ヒルダは、手袋を外しながら楽しそうに肩を揺らした。
「別にいいよ、好きに使って」
「ありがとう。確かに、カイはもう買い物が二回目だものね!わかったわ、秤はこっちよ」
「うん」
ヒルダは、店の方へとカイを案内した。
裏口から店に入ると、ちょうど店の二階からヤーコブが下りてきた。
「ああ、カイか。それは、割れたガラス?」
「そうよ、修理の材料に欲しいんですって。ガラス職人に売るのと同じ値段でいいわよね?」
ヒルダが聞くと、ヤーコブは少し考えてから首を横に振った。
「いや、一キログラムで銅貨一枚と粒銅貨五枚だ」
「え?でも」
カイは思わず反論しそうになったが、ヤーコブはそれを制止した。
「輸送費がいらないんだ。同じだけ取ったらこちらの取り過ぎになる」
「あら、そういえばそうだったわ」
ヒルダも同意した。
その理由も納得できるものではある。
いいのかな、と迷っていると、ヤーコブが苦笑した。
困ったやつだな、というような、柔らかい表情だ。
「安くなったのに迷うやつがあるか。今後も、カイには同じ値段で売る。それで儲けもちゃんとあるから、心配するな」
きちんと儲けも出たうえでの値段らしい。
だからカイは、ぺこりと頭を下げた。
「ありがとうございます!助かります」
「ああ、こちらこそ毎度あり」
ヤーコブの細い尻尾が、一度だけ楽しそうに大きく左右に動いた。
「ねえ、父さん。少しだけ抜けてもいい?」
支払いが終わったところで、ヒルダがヤーコブに聞いた。
「ああ、今は問題ないだろう。
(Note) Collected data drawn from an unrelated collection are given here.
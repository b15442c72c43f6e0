//! Identidad del llamante desde headers
//!
//! El colaborador de identidad (gateway/auth) ya validó las credenciales
//! y propaga rol e identidad de conductor en headers. Aquí solo se
//! parsean; el despacho confía en ellos sin re-validar.

use axum::http::HeaderMap;
use uuid::Uuid;

use crate::models::caller::{CallerContext, CallerRole};
use crate::utils::errors::{AppError, AppResult};

pub const ROLE_HEADER: &str = "x-caller-role";
pub const DRIVER_HEADER: &str = "x-caller-driver-id";

pub fn caller_from_headers(headers: &HeaderMap) -> AppResult<CallerContext> {
    let role_raw = headers
        .get(ROLE_HEADER)
        .and_then(|v| v.to_str().ok())
        .ok_or_else(|| {
            AppError::Unauthorized(format!("missing {} header", ROLE_HEADER))
        })?;
    let role = CallerRole::parse(role_raw)?;

    let driver_id = match headers.get(DRIVER_HEADER).and_then(|v| v.to_str().ok()) {
        Some(raw) => Some(Uuid::parse_str(raw).map_err(|_| {
            AppError::ValidationError(format!("{} is not a valid UUID", DRIVER_HEADER))
        })?),
        None => None,
    };

    Ok(CallerContext::new(role, driver_id))
}

#[cfg(test)]
mod tests {
    use super::*;
    use axum::http::HeaderValue;

    #[test]
    fn parses_coordinator_without_driver_id() {
        let mut headers = HeaderMap::new();
        headers.insert(ROLE_HEADER, HeaderValue::from_static("coordinator"));
        let ctx = caller_from_headers(&headers).unwrap();
        assert!(ctx.ensure_dispatcher().is_ok());
        assert!(ctx.driver_id.is_none());
    }

    #[test]
    fn parses_driver_with_id() {
        let driver_id = Uuid::new_v4();
        let mut headers = HeaderMap::new();
        headers.insert(ROLE_HEADER, HeaderValue::from_static("driver"));
        headers.insert(
            DRIVER_HEADER,
            HeaderValue::from_str(&driver_id.to_string()).unwrap(),
        );
        let ctx = caller_from_headers(&headers).unwrap();
        assert_eq!(ctx.ensure_driver().unwrap(), driver_id);
    }

    #[test]
    fn missing_role_is_unauthorized() {
        let headers = HeaderMap::new();
        assert!(matches!(
            caller_from_headers(&headers),
            Err(AppError::Unauthorized(_))
        ));
    }

    #[test]
    fn malformed_driver_id_is_rejected() {
        let mut headers = HeaderMap::new();
        headers.insert(ROLE_HEADER, HeaderValue::from_static("driver"));
        headers.insert(DRIVER_HEADER, HeaderValue::from_static("not-a-uuid"));
        assert!(matches!(
            caller_from_headers(&headers),
            Err(AppError::ValidationError(_))
        ));
    }
}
出かけるのか?」
店先の椅子に座ったヤーコブは、パイプを取り出した。
一服やるつもりらしい。
「カイがどうやってガラスを修理に使うのか気になるの!見に行きたいのよ」
「気になるって……まあ、確かに珍しいスキルだがな」
「ね、カイもいい?」
期待に煌めく黒い瞳を受けて、カイは思わずヤーコブを見た。
「カイが構わないなら、オレはいいぞ」
保護者の許可が出てしまったので、カイは丸く収める答えしか出せなかった。
「う、うん。横で見ているだけなら大丈夫」
「ありがとう!!」
ヒルダは、尻尾をパタパタと振った。
「だが、三十分で戻ってこいよ」
煙を燻らせたヤーコブが、娘に釘を刺した。
「わかってるって!カイの邪魔もしないから。じゃあ、行ってきます」
「ああ」
そうして、カイはヒルダとともに八百屋へ戻ったのである。
割れたガラスを入れた箱は一旦外の庭に置き、鎧戸を開いた。
そしてカイは家に入らずに、外から窓に向かってスキルを使った。
「もう修理を始めるの?」
「うん。でも先に、板を外さないと」
目の前に浮かび上がった窓の映像には、余計な物として打ち付けられた板が表示されている。
本来の窓の部品ではないからだ。
「この板を、釘ごと外して……」
不要な部品をすべて認識して、それを外す。
軽く手を動かすと、窓から板が音もなく外れた。
「えっ……」
ヒルダの声が聞こえたが、今は集中しているのでそちらを見ることができない。
釘が刺さった板を土の上に下ろし、次は割れたガラスを材料として認識する。
無事にスキルの効果範囲に入れることができたので、そのまま窓ガラスを生成した。
「へっ?いま、え?」
「ちょっと大きかったか。サイズはここを削ってこっちを丸くして」
映像を確認しながら、山型の窓枠にぴったりはまるサイズにガラスを調整した。
本当なら枠を一度分解してから溝にガラスをはめる作業が必要だが、スキルなら一発だ。
「なんで?浮いてたのに、もう窓になってる」
音もなく進む修理に、ヒルダは見入っていた。
ヒルダの言葉は、カイの耳を素通りしていく。
映像で全体を確認して、窓枠への負荷やガラスの状態のほか、蝶番や取っ手にも不備がないか見ていく。
「え?勝手に動いてる」
蝶番が少し錆びていたので綺麗にして、歪みを整えたら完了だ。
「よし、これで終わり」
スキルを切って本物の窓の方に焦点が合うと、映像と同じように透明な板ガラスがはめ込まれた窓が鎮座していた。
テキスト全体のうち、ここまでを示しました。